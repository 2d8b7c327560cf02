use anyhow::{bail, Result};
use burn::data::dataset::Dataset;
use serde::{Deserialize, Serialize};

use crate::domain::record::TransformedRecord;
use crate::domain::schema::{FeatureSchema, VOCAB_SIZE};

/// One transformed record flattened into schema order.
#[derive(Debug, Clone, PartialEq, Serialize, Deserialize)]
pub struct PlacementItem {
    pub numeric:     Vec<f32>,
    pub categorical: Vec<i64>,
    pub label:       f32,
}

impl PlacementItem {
    pub fn from_record(record: &TransformedRecord, schema: &FeatureSchema) -> Result<Self> {
        let (numeric, categorical) = record.ordered_inputs(schema)?;
        if let Some(bad) = categorical.iter().find(|&&i| i < 0 || i >= VOCAB_SIZE as i64) {
            bail!("categorical index {bad} outside embedding range 0..{VOCAB_SIZE}");
        }
        Ok(Self { numeric, categorical, label: record.label })
    }
}

pub struct PlacementDataset {
    items: Vec<PlacementItem>,
}

impl PlacementDataset {
    pub fn new(items: Vec<PlacementItem>) -> Self { Self { items } }

    pub fn from_records(records: &[TransformedRecord], schema: &FeatureSchema) -> Result<Self> {
        let items = records
            .iter()
            .map(|r| PlacementItem::from_record(r, schema))
            .collect::<Result<Vec<_>>>()?;
        Ok(Self::new(items))
    }
}

impl Dataset<PlacementItem> for PlacementDataset {
    fn get(&self, index: usize) -> Option<PlacementItem> {
        self.items.get(index).cloned()
    }

    fn len(&self) -> usize {
        self.items.len()
    }
}

#[cfg(test)]
mod tests {
    use super::*;

    fn record(gender: i64, label: f32) -> TransformedRecord {
        let schema = FeatureSchema::placement();
        let mut r = TransformedRecord { label, ..Default::default() };
        for n in &schema.numeric {
            r.numeric.insert(n.clone(), 0.5);
        }
        for n in &schema.categorical {
            r.categorical.insert(n.clone(), 1);
        }
        r.categorical.insert("gender_xf".into(), gender);
        r
    }

    #[test]
    fn test_dataset_from_records() {
        let schema = FeatureSchema::placement();
        let ds = PlacementDataset::from_records(&[record(1, 1.0), record(2, 0.0)], &schema).unwrap();
        assert_eq!(ds.len(), 2);
        assert_eq!(ds.get(0).unwrap().categorical[0], 1);
        assert_eq!(ds.get(1).unwrap().label, 0.0);
        assert!(ds.get(2).is_none());
    }

    #[test]
    fn test_index_outside_embedding_is_rejected() {
        let schema = FeatureSchema::placement();
        assert!(PlacementItem::from_record(&record(101, 1.0), &schema).is_err());
        assert!(PlacementItem::from_record(&record(-1, 1.0), &schema).is_err());
    }
}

PROBLEM REQUIREMENTS: Give the number of lines in the entries that contain "items", and add nothing.

SOLUTION: 6